Prior to Terms of Endearment (1983) and a handful of Alexander Payne films shot there, the state's main ties to the movie industry were Boys Town (1938)—set in Lincoln and Omaha, but shot in Culver City—and a number of personalities who left the plains to work in Hollywood. Here's a look at some of the memorable talents to come from the Cornhusker State.
Omaha-born Frederick Austerlitz—later known as Fred Astaire—began his career in 1905 at the age of five and, with sister Adele as half of his vaudeville act, subsequently toured the country on the Orpheum circuit.
Prolific character actor Ward Bond began his movie career in 1928 and went on to appear in dozens of John Ford-directed films as well as classics like It Happened One Night (1934) and Gone With the Wind (1939). Bond was born in the small town of Benkelman, Nebraska, in 1903.
Marlon Brando was born in Omaha on April 3, 1924. Acting ran in his family—at least his immediate family. His mother was an actress in local amateur theater and later became director of the Omaha Community Playhouse. His sister Jocelyn also hit the boards, eventually heading to New York to pursue a career as a professional. Marlon followed suit in 1943 and...well, you know the rest.
"I keep my family out of my public life because it can be an awful nuisance to them," Montgomery Clift once said. "What's my mother going to tell strangers anyway? That I was a cute baby and that she's terribly proud of me? Nuts. Who cares?" The cute baby in question—born in Omaha, Nebraska, in 1920—made his Broadway debut at the age of 14 in Fly Away Home.

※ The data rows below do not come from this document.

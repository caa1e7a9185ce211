//! The `settings` subcommands, for viewing and editing the program settings file
use crate::settings::{Settings, get_settings_file_path};
use anyhow::{Context, Result};
use clap::Subcommand;
use std::fs;
use std::path::Path;

/// Subcommands for settings
#[derive(Subcommand)]
pub enum SettingsSubcommands {
    /// Edit the program settings file, creating it first if needed
    Edit,
    /// Print the path the settings file is read from
    Path,
    /// Print the settings in effect, with defaults filled in for any not in the settings file
    Show,
    /// Print a settings file with every setting commented out and described
    DumpDefault,
}

impl SettingsSubcommands {
    /// Execute the supplied settings subcommand
    pub fn execute(self) -> Result<()> {
        match self {
            Self::Edit => handle_edit_command(),
            Self::Path => {
                println!("{}", get_settings_file_path().display());
                Ok(())
            }
            Self::Show => {
                print!("{}", effective_settings(&get_settings_file_path())?);
                Ok(())
            }
            Self::DumpDefault => {
                print!("{}", Settings::default_file_contents()?);
                Ok(())
            }
        }
    }
}

/// The settings read from `file_path`, as TOML
fn effective_settings(file_path: &Path) -> Result<String> {
    let settings = Settings::load_from_path(file_path)
        .with_context(|| format!("Invalid settings file: {}", file_path.display()))?;
    settings.to_toml()
}

/// Write the default settings file to `file_path` unless a file is already there
fn ensure_settings_file_exists(file_path: &Path) -> Result<()> {
    if file_path.is_file() {
        return Ok(());
    }

    if let Some(dir_path) = file_path.parent() {
        fs::create_dir_all(dir_path)
            .with_context(|| format!("Failed to create directory: {}", dir_path.display()))?;
    }
    fs::write(file_path, Settings::default_file_contents()?)?;

    Ok(())
}

/// Handle the `edit` command
fn handle_edit_command() -> Result<()> {
    let file_path = get_settings_file_path();
    ensure_settings_file_exists(&file_path)?;

    println!("Opening settings file for editing: {}", file_path.display());
    edit::edit_file(&file_path)?;

    // Catch mistakes now rather than on the next sweep
    Settings::load_from_path(&file_path)
        .with_context(|| format!("Edited settings file is invalid: {}", file_path.display()))?;

    Ok(())
}

#[cfg(test)]
mod tests {
    use super::*;
    use tempfile::tempdir;

    #[test]
    fn test_ensure_settings_file_exists() {
        let dir = tempdir().unwrap();
        let file_path = dir.path().join("poverty-sweep").join("settings.toml");
        ensure_settings_file_exists(&file_path).unwrap();
        assert_eq!(
            fs::read_to_string(&file_path).unwrap(),
            Settings::default_file_contents().unwrap()
        );

        // An existing file is left alone
        fs::write(&file_path, "log_level = \"debug\"\n").unwrap();
        ensure_settings_file_exists(&file_path).unwrap();
        assert_eq!(
            fs::read_to_string(&file_path).unwrap(),
            "log_level = \"debug\"\n"
        );
    }

    #[test]
    fn test_effective_settings() {
        let dir = tempdir().unwrap();
        let file_path = dir.path().join("settings.toml");

        // No file: all defaults
        let shown = effective_settings(&file_path).unwrap();
        assert!(shown.contains("results_dir = \"poverty_sweep_results\""));

        fs::write(&file_path, "draw_maps = true\n").unwrap();
        let shown = effective_settings(&file_path).unwrap();
        assert!(shown.contains("draw_maps = true"));
        assert!(shown.contains("log_level = \"info\""));

        fs::write(&file_path, "overwrite = 3\n").unwrap();
        assert!(effective_settings(&file_path).is_err());
    }
}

Sandy Dennis was born in Hastings, lived in Kenesaw for a bit and ended up in Lincoln, attending high school with Dick Cavett. At age 19, with a little acting experience from the Lincoln Community Theater Group under her belt, Dennis headed to New York to try her luck on Broadway. Her luck was very, very good.
Henry Fonda was born in Grand Island, Nebraska, and eventually found his way to Omaha, where he appeared under the direction of Dorothy Brando, Marlon’s mother, at the Omaha Community Playhouse. From there, Fonda went east and joined the Cape Cod University Players before finding acclaim on Broadway.
Harold Lloyd was born in 1893 in Buchard, Nebraska and made his stage debut in Tess of the d’Urbervilles at the Burwood Stock Company in Omaha. An accident settlement of $3,000 allowed him and his father to leave the midwest for one of the coasts. They flipped a coin, the west coast won, and the Lloyds made their living in San Diego, where the future silent film comic met director Hal Roach during a local movie shoot. The rest, gentle reader, is history.
Dorothy McGuire, born in Omaha in 1916, became an Omaha Community Playhouse player when cast in their production of A Kiss for Cinderella. Educated in Omaha, Indianapolis and Wellesley, Massachusetts, McGuire eventually made it to Broadway and was brought to Hollywood by David O. Selznick.
Robert Taylor, born in Filley in 1911, had this to say about the folks in his home state: “It's happens that I like the people of Nebraska. They're the best, the most hospitable, the most honest, the most trustworthy people in our whole darned country.” As a teen in Nebraska, he was an athlete, an orator and a cellist. As a young man in California, he was a medical student and an actor at Pomona College. In 1934, a talent scout spotted him and he was signed for a contract at MGM, where he worked for the next 24 years.
In 1902, Wahoo served as the birthplace of one of Hollywood’s most prominent studio heads. The story goes that Darryl F. Zanuck’s father was a hotel night clerk, his mother the daughter of the hotels’s owner and their marriage a bit of a flop. Abandoned by mom and pop by the time he was 13, Zanuck soon afterwards joined the army, held odd jobs and eventually sold a movie idea to Irving Thalberg. A genius for recognizing good stories for the silver screen made for a fast rise up the Hollywood ladder, and Zanuck became head of production at Warner Bros. at the age of 23. He formed 20th Century Films in 1933 and, two years later, helped create 20th Century Fox.